:: INFORMATION SUPPLIED ::
┌────────

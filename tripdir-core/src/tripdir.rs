//! Trip root directory management.

use std::path::{Path, PathBuf};

use config::{Config, File};

use crate::date_span::DateSpan;
use crate::error::{TripDirError, TripDirResult};
use crate::geo::Coordinates;
use crate::store::{TRIP_FILE, TripStore};
use crate::trip::Trip;
use crate::tripdir_config::TripDirConfig;

/// A discovered trip: its directory slug, its path, and the trip record.
#[derive(Debug, Clone)]
pub struct TripHandle {
    pub slug: String,
    pub path: PathBuf,
    pub trip: Trip,
}

impl TripHandle {
    pub fn store(&self) -> TripStore {
        TripStore::open(&self.path)
    }
}

#[derive(Clone)]
pub struct TripDir {
    config: TripDirConfig,
}

impl TripDir {
    pub fn load() -> TripDirResult<Self> {
        let config_path = TripDirConfig::config_path()?;

        if !config_path.exists() {
            TripDirConfig::create_default_config(&config_path)?;
        }

        let config: TripDirConfig = Config::builder()
            .add_source(File::from(config_path).required(false))
            .build()
            .map_err(|e| TripDirError::Config(e.to_string()))?
            .try_deserialize()
            .map_err(|e| TripDirError::Config(e.to_string()))?;

        Ok(TripDir { config })
    }

    /// Build from an explicit config, bypassing the global config file.
    pub fn with_config(config: TripDirConfig) -> Self {
        TripDir { config }
    }

    pub fn config(&self) -> &TripDirConfig {
        &self.config
    }

    pub fn data_path(&self) -> PathBuf {
        let full_path_str =
            shellexpand::tilde(&self.config.trips_dir.to_string_lossy()).into_owned();

        PathBuf::from(full_path_str)
    }

    /// Returns the trips directory in display-friendly form, keeping `~`
    /// instead of expanding to the full home directory.
    pub fn display_path(&self) -> PathBuf {
        self.config.trips_dir.clone()
    }

    /// Discover trips by scanning trips_dir for subdirectories holding a
    /// trip.json file.
    pub fn trips(&self) -> Vec<TripHandle> {
        let data_path = self.data_path();

        let Ok(entries) = std::fs::read_dir(&data_path) else {
            return Vec::new();
        };

        let mut trips: Vec<TripHandle> = entries
            .filter_map(|entry| entry.ok())
            .map(|entry| entry.path())
            .filter(|path| path.is_dir() && path.join(TRIP_FILE).exists())
            .filter_map(|path| {
                let slug = path.file_name()?.to_str()?.to_string();
                let trip = TripStore::open(&path).load_trip().ok()?;
                Some(TripHandle { slug, path, trip })
            })
            .collect();

        trips.sort_by(|a, b| a.slug.cmp(&b.slug));
        trips
    }

    /// Find one trip by slug or by trip id.
    pub fn find_trip(&self, slug_or_id: &str) -> Option<TripHandle> {
        self.trips()
            .into_iter()
            .find(|t| t.slug == slug_or_id || t.trip.id == slug_or_id)
    }

    pub fn default_trip(&self) -> Option<TripHandle> {
        let slug = self.config.default_trip.as_ref()?;
        self.find_trip(slug)
    }

    /// Create a trip directory named after the trip, with numeric suffixes
    /// on slug collisions.
    pub fn create_trip(
        &self,
        name: &str,
        span: DateSpan,
        location: Option<Coordinates>,
    ) -> TripDirResult<TripHandle> {
        let data_path = self.data_path();
        std::fs::create_dir_all(&data_path)?;

        let mut trip = Trip::new(name, span)?;
        trip.location = location;

        let slug = unique_slug(&slug::slugify(name), &data_path)?;
        let path = data_path.join(&slug);
        TripStore::init(&path, &trip)?;

        Ok(TripHandle { slug, path, trip })
    }

    /// Set the default trip if one isn't already configured.
    /// Returns true if the default was set.
    pub fn set_default_trip_if_unset(&mut self, slug: &str) -> TripDirResult<bool> {
        if self.config.default_trip.is_some() {
            return Ok(false);
        }
        self.config.default_trip = Some(slug.to_string());
        self.config.save()?;
        Ok(true)
    }
}

/// Find an unused directory name, adding -2, -3, etc. on collisions.
fn unique_slug(base: &str, trips_dir: &Path) -> TripDirResult<String> {
    let base = if base.is_empty() { "trip" } else { base };

    if !trips_dir.join(base).exists() {
        return Ok(base.to_string());
    }

    for n in 2..=100 {
        let suffixed = format!("{base}-{n}");
        if !trips_dir.join(&suffixed).exists() {
            return Ok(suffixed);
        }
    }

    Err(TripDirError::Constraint(format!(
        "Too many trips named '{base}'"
    )))
}

#[cfg(test)]
mod tests {
    use super::*;
    use crate::tripdir_config::TripDirConfig;

    fn make_test_tripdir(tmp: &Path) -> TripDir {
        let config = TripDirConfig {
            trips_dir: tmp.to_path_buf(),
            ..Default::default()
        };
        TripDir::with_config(config)
    }

    fn july() -> DateSpan {
        DateSpan::parse("2024-07-15", "2024-07-29").unwrap()
    }

    #[test]
    fn test_create_and_discover_trips() {
        let tmp = tempfile::tempdir().unwrap();
        let tripdir = make_test_tripdir(tmp.path());

        tripdir.create_trip("Summer in Brittany", july(), None).unwrap();
        tripdir.create_trip("Alps", july(), None).unwrap();

        let trips = tripdir.trips();
        assert_eq!(trips.len(), 2);
        // Sorted by slug.
        assert_eq!(trips[0].slug, "alps");
        assert_eq!(trips[1].slug, "summer-in-brittany");
    }

    #[test]
    fn test_slug_collisions_get_suffixes() {
        let tmp = tempfile::tempdir().unwrap();
        let tripdir = make_test_tripdir(tmp.path());

        let first = tripdir.create_trip("Alps", july(), None).unwrap();
        let second = tripdir.create_trip("Alps", july(), None).unwrap();
        assert_eq!(first.slug, "alps");
        assert_eq!(second.slug, "alps-2");
    }

    #[test]
    fn test_find_trip_by_slug_or_id() {
        let tmp = tempfile::tempdir().unwrap();
        let tripdir = make_test_tripdir(tmp.path());
        let created = tripdir.create_trip("Alps", july(), None).unwrap();

        assert!(tripdir.find_trip("alps").is_some());
        assert!(tripdir.find_trip(&created.trip.id).is_some());
        assert!(tripdir.find_trip("nope").is_none());
    }

    #[test]
    fn test_non_trip_directories_are_ignored() {
        let tmp = tempfile::tempdir().unwrap();
        let tripdir = make_test_tripdir(tmp.path());
        std::fs::create_dir_all(tmp.path().join("random-stuff")).unwrap();
        tripdir.create_trip("Alps", july(), None).unwrap();

        assert_eq!(tripdir.trips().len(), 1);
    }
}
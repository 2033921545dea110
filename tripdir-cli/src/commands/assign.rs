use anyhow::Result;
use owo_colors::OwoColorize;

use super::{find_person, find_room};
use crate::render::Render;
use tripdir_core::assignment::RoomAssignment;
use tripdir_core::booking::{BookingEngine, BookingRequest};
use tripdir_core::date_span::DateSpan;
use tripdir_core::tripdir::{TripDir, TripHandle};

/// Book a person into a room.
pub fn run(handle: TripHandle, person: &str, room: &str, from: &str, to: &str) -> Result<()> {
    let tripdir = TripDir::load()?;
    let store = handle.store();

    let person = find_person(&store, person)?;
    let room = find_room(&store, room)?;
    let span = DateSpan::parse(from, to)?;

    let engine = BookingEngine::new(&store, tripdir.config().capacity_policy);
    let booking = engine.create_assignment(BookingRequest {
        room_id: room.id,
        person_id: person.id,
        span,
    })?;

    println!(
        "Booked {} into {} from {} to {}",
        person.name.green(),
        room.name,
        span.start,
        span.end
    );
    report_notes(&handle, &booking.assignment, booking.capacity_warning.as_ref());

    Ok(())
}

/// Move or re-date an existing booking.
pub fn rerun(
    handle: TripHandle,
    assignment_id: &str,
    room: Option<&str>,
    from: Option<&str>,
    to: Option<&str>,
) -> Result<()> {
    let tripdir = TripDir::load()?;
    let store = handle.store();

    let current: RoomAssignment = store.get(assignment_id)?;
    let room = match room {
        Some(name) => find_room(&store, name)?,
        None => store.get(&current.room_id)?,
    };
    let span = DateSpan::new(
        from.map(tripdir_core::date_span::parse_date).transpose()?.unwrap_or(current.start_date),
        to.map(tripdir_core::date_span::parse_date).transpose()?.unwrap_or(current.end_date),
    )?;

    let engine = BookingEngine::new(&store, tripdir.config().capacity_policy);
    let booking = engine.update_assignment(
        assignment_id,
        BookingRequest {
            room_id: room.id,
            person_id: current.person_id,
            span,
        },
    )?;

    println!(
        "Moved booking to {} from {} to {}",
        room.name.green(),
        span.start,
        span.end
    );
    report_notes(&handle, &booking.assignment, booking.capacity_warning.as_ref());

    Ok(())
}

/// Remove a booking.
pub fn remove(handle: TripHandle, assignment_id: &str) -> Result<()> {
    let tripdir = TripDir::load()?;
    let store = handle.store();
    let engine = BookingEngine::new(&store, tripdir.config().capacity_policy);
    engine.remove_assignment(assignment_id)?;
    println!("Removed booking {}", assignment_id.red());
    Ok(())
}

fn report_notes(
    handle: &TripHandle,
    assignment: &RoomAssignment,
    warning: Option<&tripdir_core::booking::CapacityWarning>,
) {
    if let Some(warning) = warning {
        println!("   {}", warning.render());
    }
    // Booking outside the trip's own dates is allowed, just worth a note.
    if !handle.trip.covers(&assignment.span()) {
        println!(
            "   {}",
            format!(
                "Note: outside the trip dates ({} to {})",
                handle.trip.start_date, handle.trip.end_date
            )
            .dimmed()
        );
    }
}
//! TUI rendering traits for tripdir types.
//!
//! Extension traits that add colored terminal rendering to tripdir-core
//! types using owo_colors.

use owo_colors::OwoColorize;

use tripdir_core::booking::CapacityWarning;
use tripdir_core::tiles::precache::PreCacheResult;
use tripdir_core::tripdir::TripHandle;

/// Extension trait for TUI rendering with colors.
pub trait Render {
    fn render(&self) -> String;
}

impl Render for TripHandle {
    fn render(&self) -> String {
        format!(
            "{} {}",
            self.trip.name.bold(),
            format!("{} to {}", self.trip.start_date, self.trip.end_date).dimmed()
        )
    }
}

impl Render for CapacityWarning {
    fn render(&self) -> String {
        format!(
            "{}",
            format!(
                "Warning: {} sleeps {} but would hold {} people",
                self.room_name, self.capacity, self.peak
            )
            .yellow()
        )
    }
}

impl Render for PreCacheResult {
    fn render(&self) -> String {
        if self.total == 0 {
            return "No tiles to cache".dimmed().to_string();
        }

        let summary = format!(
            "{} of {} tiles cached (~{})",
            self.cached,
            self.total,
            format_bytes(self.estimated_bytes)
        );

        let mut parts = vec![summary.green().to_string()];
        if self.failed > 0 {
            parts.push(format!("{} failed", self.failed).red().to_string());
        }
        if self.cancelled {
            parts.push("cancelled".yellow().to_string());
        }
        parts.join(", ")
    }
}

/// Human-readable byte count for estimates (multiples of 1024).
pub fn format_bytes(bytes: u64) -> String {
    const UNITS: [&str; 4] = ["B", "KB", "MB", "GB"];
    let mut value = bytes as f64;
    let mut unit = 0;
    while value >= 1024.0 && unit < UNITS.len() - 1 {
        value /= 1024.0;
        unit += 1;
    }
    if unit == 0 {
        format!("{bytes} B")
    } else {
        format!("{value:.1} {}", UNITS[unit])
    }
}

#[cfg(test)]
mod tests {
    use super::*;

    #[test]
    fn test_format_bytes() {
        assert_eq!(format_bytes(512), "512 B");
        assert_eq!(format_bytes(15 * 1024), "15.0 KB");
        assert_eq!(format_bytes(200 * 15 * 1024), "2.9 MB");
    }
}
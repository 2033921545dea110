use anyhow::Result;
use owo_colors::OwoColorize;

use tripdir_core::tripdir::{TripDir, TripHandle};

/// Delete a trip directory and everything in it (rooms, people, bookings,
/// transports).
pub fn run(handle: TripHandle) -> Result<()> {
    let tripdir = TripDir::load()?;

    let name = handle.trip.name.clone();
    let slug = handle.slug.clone();
    handle.store().delete_trip()?;

    // Drop a dangling default_trip so the next command doesn't trip on it.
    if tripdir.config().default_trip.as_deref() == Some(slug.as_str()) {
        let mut config = tripdir.config().clone();
        config.default_trip = None;
        config.save()?;
    }

    println!("Deleted {}", name.red());
    Ok(())
}
//! Room assignments and the overlap predicates behind conflict checking.

use chrono::NaiveDate;
use serde::{Deserialize, Serialize};

use crate::date_span::DateSpan;

/// A booking of one person into one room for a half-open range of nights.
#[derive(Debug, Clone, Serialize, Deserialize)]
pub struct RoomAssignment {
    pub id: String,
    pub trip_id: String,
    pub room_id: String,
    pub person_id: String,
    pub start_date: NaiveDate,
    pub end_date: NaiveDate,
}

impl RoomAssignment {
    pub fn span(&self) -> DateSpan {
        DateSpan {
            start: self.start_date,
            end: self.end_date,
        }
    }
}

/// Find the first assignment of `person_id` whose nights overlap `span`,
/// ignoring `exclude` (the assignment being edited, if any).
pub fn find_conflict<'a>(
    assignments: &'a [RoomAssignment],
    person_id: &str,
    span: &DateSpan,
    exclude: Option<&str>,
) -> Option<&'a RoomAssignment> {
    assignments.iter().find(|a| {
        a.person_id == person_id
            && exclude != Some(a.id.as_str())
            && a.span().overlaps(span)
    })
}

/// Whether booking `person_id` for `span` would double-book them.
pub fn check_conflict(
    assignments: &[RoomAssignment],
    person_id: &str,
    span: &DateSpan,
    exclude: Option<&str>,
) -> bool {
    find_conflict(assignments, person_id, span, exclude).is_some()
}

/// Peak number of the given assignments occupying `room_id` on any single
/// night of `span`. The candidate booking itself is not counted here.
pub fn peak_occupancy(assignments: &[RoomAssignment], room_id: &str, span: &DateSpan) -> u32 {
    span.nights_iter()
        .map(|night| {
            assignments
                .iter()
                .filter(|a| a.room_id == room_id && a.span().covers_night(night))
                .count() as u32
        })
        .max()
        .unwrap_or(0)
}

#[cfg(test)]
mod tests {
    use super::*;

    fn span(from: &str, to: &str) -> DateSpan {
        DateSpan::parse(from, to).unwrap()
    }

    fn assignment(id: &str, room: &str, person: &str, from: &str, to: &str) -> RoomAssignment {
        let s = span(from, to);
        RoomAssignment {
            id: id.to_string(),
            trip_id: "trip".to_string(),
            room_id: room.to_string(),
            person_id: person.to_string(),
            start_date: s.start,
            end_date: s.end,
        }
    }

    #[test]
    fn test_overlapping_booking_for_same_person_conflicts() {
        // P stays in room A from the 15th to the 20th. Booking P into room
        // B from the 18th would have them in two places on the 18th/19th.
        let existing = vec![assignment("a1", "room-a", "p", "2024-07-15", "2024-07-20")];
        assert!(check_conflict(
            &existing,
            "p",
            &span("2024-07-18", "2024-07-25"),
            None
        ));
    }

    #[test]
    fn test_checkout_day_checkin_does_not_conflict() {
        let existing = vec![assignment("a1", "room-a", "p", "2024-07-15", "2024-07-20")];
        assert!(!check_conflict(
            &existing,
            "p",
            &span("2024-07-20", "2024-07-25"),
            None
        ));
    }

    #[test]
    fn test_other_people_do_not_conflict() {
        let existing = vec![assignment("a1", "room-a", "p", "2024-07-15", "2024-07-20")];
        assert!(!check_conflict(
            &existing,
            "q",
            &span("2024-07-15", "2024-07-20"),
            None
        ));
    }

    #[test]
    fn test_excluded_assignment_never_conflicts_with_itself() {
        let existing = vec![assignment("a1", "room-a", "p", "2024-07-15", "2024-07-20")];
        // Editing a1's own dates must not report a conflict against a1.
        assert!(!check_conflict(
            &existing,
            "p",
            &span("2024-07-16", "2024-07-21"),
            Some("a1")
        ));
        // A second booking is still caught while a1 is excluded.
        let two = vec![
            assignment("a1", "room-a", "p", "2024-07-15", "2024-07-20"),
            assignment("a2", "room-b", "p", "2024-07-22", "2024-07-25"),
        ];
        assert!(check_conflict(
            &two,
            "p",
            &span("2024-07-19", "2024-07-23"),
            Some("a1")
        ));
    }

    #[test]
    fn test_find_conflict_returns_the_blocking_booking() {
        let existing = vec![
            assignment("a1", "room-a", "p", "2024-07-10", "2024-07-12"),
            assignment("a2", "room-a", "p", "2024-07-15", "2024-07-20"),
        ];
        let hit = find_conflict(&existing, "p", &span("2024-07-18", "2024-07-25"), None);
        assert_eq!(hit.map(|a| a.id.as_str()), Some("a2"));
    }

    #[test]
    fn test_peak_occupancy() {
        let assignments = vec![
            assignment("a1", "room-a", "p1", "2024-07-15", "2024-07-20"),
            assignment("a2", "room-a", "p2", "2024-07-18", "2024-07-22"),
            assignment("a3", "room-b", "p3", "2024-07-15", "2024-07-22"),
        ];
        // Nights 18 and 19 have both p1 and p2 in room A.
        assert_eq!(
            peak_occupancy(&assignments, "room-a", &span("2024-07-15", "2024-07-22")),
            2
        );
        // Before the 18th only p1 is there.
        assert_eq!(
            peak_occupancy(&assignments, "room-a", &span("2024-07-15", "2024-07-18")),
            1
        );
        assert_eq!(
            peak_occupancy(&assignments, "room-c", &span("2024-07-15", "2024-07-18")),
            0
        );
    }
}
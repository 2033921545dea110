//! Error types for the tripdir ecosystem.

use chrono::NaiveDate;
use thiserror::Error;

/// Errors that can occur in tripdir operations.
#[derive(Error, Debug)]
pub enum TripDirError {
    #[error("Configuration error: {0}")]
    Config(String),

    #[error("Invalid input: {0}")]
    Validation(String),

    #[error("{person_name} is already booked from {start} to {end}")]
    Conflict {
        person_name: String,
        start: NaiveDate,
        end: NaiveDate,
    },

    #[error("{kind} not found: {id}")]
    NotFound { kind: &'static str, id: String },

    #[error("Record already exists: {0}")]
    Constraint(String),

    #[error("Could not generate a unique id after {attempts} attempts")]
    CreationFailed { attempts: u32 },

    #[error("Tile fetch failed: {0}")]
    Fetch(String),

    #[error("IO error: {0}")]
    Io(#[from] std::io::Error),

    #[error("Serialization error: {0}")]
    Serialization(String),
}

/// Result type alias for tripdir operations.
pub type TripDirResult<T> = Result<T, TripDirError>;

impl TripDirError {
    pub fn validation(msg: impl Into<String>) -> Self {
        Self::Validation(msg.into())
    }

    pub fn not_found(kind: &'static str, id: impl Into<String>) -> Self {
        Self::NotFound {
            kind,
            id: id.into(),
        }
    }
}
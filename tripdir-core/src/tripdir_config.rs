//! Global tripdir configuration.

use std::path::PathBuf;

use serde::{Deserialize, Serialize};

use crate::booking::CapacityPolicy;
use crate::error::{TripDirError, TripDirResult};
use crate::tiles::TileServerConfig;

static DEFAULT_TRIPS_PATH: &str = "~/trips";

fn default_trips_path() -> PathBuf {
    PathBuf::from(DEFAULT_TRIPS_PATH)
}

fn is_default_trips_path(p: &PathBuf) -> bool {
    *p == default_trips_path()
}

fn default_share_base_url() -> String {
    "http://localhost:4150".to_string()
}

/// Global configuration at ~/.config/tripdir/config.toml
///
/// Everything trip-specific lives inside the trip's own directory; this
/// file only holds machine-wide settings.
#[derive(Serialize, Deserialize, Clone)]
pub struct TripDirConfig {
    #[serde(default = "default_trips_path", skip_serializing_if = "is_default_trips_path")]
    pub trips_dir: PathBuf,

    #[serde(skip_serializing_if = "Option::is_none")]
    pub default_trip: Option<String>,

    /// Whether over-capacity bookings warn or are refused.
    #[serde(default)]
    pub capacity_policy: CapacityPolicy,

    /// Base URL share links are printed with (where tripdir-server runs).
    #[serde(default = "default_share_base_url")]
    pub share_base_url: String,

    #[serde(default)]
    pub tiles: TileServerConfig,
}

impl Default for TripDirConfig {
    fn default() -> Self {
        TripDirConfig {
            trips_dir: default_trips_path(),
            default_trip: None,
            capacity_policy: CapacityPolicy::default(),
            share_base_url: default_share_base_url(),
            tiles: TileServerConfig::default(),
        }
    }
}

impl TripDirConfig {
    pub fn config_path() -> TripDirResult<PathBuf> {
        let config_dir = dirs::config_dir()
            .ok_or_else(|| TripDirError::Config("Could not determine config directory".into()))?
            .join("tripdir");

        Ok(config_dir.join("config.toml"))
    }

    /// Save the current config to ~/.config/tripdir/config.toml
    pub fn save(&self) -> TripDirResult<()> {
        let config_path = Self::config_path()?;

        let content =
            toml::to_string_pretty(self).map_err(|e| TripDirError::Config(e.to_string()))?;

        std::fs::write(&config_path, content)
            .map_err(|e| TripDirError::Config(format!("Could not write config file: {e}")))?;

        Ok(())
    }

    /// Create a default config file with all options commented out.
    pub fn create_default_config(path: &std::path::Path) -> TripDirResult<()> {
        let contents = format!(
            "\
# tripdir configuration

# Where your trips live:
# trips_dir = \"{}\"

# Default trip for commands that don't name one:
# default_trip = \"summer-in-brittany\"

# Whether booking past a room's capacity warns or is refused:
# capacity_policy = \"warn\"

# Base URL used when printing share links:
# share_base_url = \"http://localhost:4150\"

# [tiles]
# url_template = \"https://{{s}}.tile.openstreetmap.org/{{z}}/{{x}}/{{y}}.png\"
# subdomains = [\"a\", \"b\", \"c\"]
# max_tiles = 200
# cache_name = \"tiles\"
",
            DEFAULT_TRIPS_PATH
        );

        if let Some(parent) = path.parent() {
            std::fs::create_dir_all(parent).map_err(|e| {
                TripDirError::Config(format!("Could not create config directory: {e}"))
            })?;
        }

        std::fs::write(path, contents)
            .map_err(|e| TripDirError::Config(format!("Could not write config file: {e}")))?;

        Ok(())
    }
}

└────────

:: EXERCISE DESCRIPTION ::
The lines from the top of the data above down to the line containing "self.config.trips_dir.clone()" are to be copied exactly; no other line should appear.

:: TASK RESPONSE ::
filename tripdir-core/src/tripdir.rs
//! Trip root directory management.

use std::path::{Path, PathBuf};

use config::{Config, File};

use crate::date_span::DateSpan;
use crate::error::{TripDirError, TripDirResult};
use crate::geo::Coordinates;
use crate::store::{TRIP_FILE, TripStore};
use crate::trip::Trip;
use crate::tripdir_config::TripDirConfig;

/// A discovered trip: its directory slug, its path, and the trip record.
#[derive(Debug, Clone)]
pub struct TripHandle {
    pub slug: String,
    pub path: PathBuf,
    pub trip: Trip,
}

impl TripHandle {
    pub fn store(&self) -> TripStore {
        TripStore::open(&self.path)
    }
}

#[derive(Clone)]
pub struct TripDir {
    config: TripDirConfig,
}

impl TripDir {
    pub fn load() -> TripDirResult<Self> {
        let config_path = TripDirConfig::config_path()?;

        if !config_path.exists() {
            TripDirConfig::create_default_config(&config_path)?;
        }

        let config: TripDirConfig = Config::builder()
            .add_source(File::from(config_path).required(false))
            .build()
            .map_err(|e| TripDirError::Config(e.to_string()))?
            .try_deserialize()
            .map_err(|e| TripDirError::Config(e.to_string()))?;

        Ok(TripDir { config })
    }

    /// Build from an explicit config, bypassing the global config file.
    pub fn with_config(config: TripDirConfig) -> Self {
        TripDir { config }
    }

    pub fn config(&self) -> &TripDirConfig {
        &self.config
    }

    pub fn data_path(&self) -> PathBuf {
        let full_path_str =
            shellexpand::tilde(&self.config.trips_dir.to_string_lossy()).into_owned();

        PathBuf::from(full_path_str)
    }

    /// Returns the trips directory in display-friendly form, keeping `~`
    /// instead of expanding to the full home directory.
    pub fn display_path(&self) -> PathBuf {
        self.config.trips_dir.clone()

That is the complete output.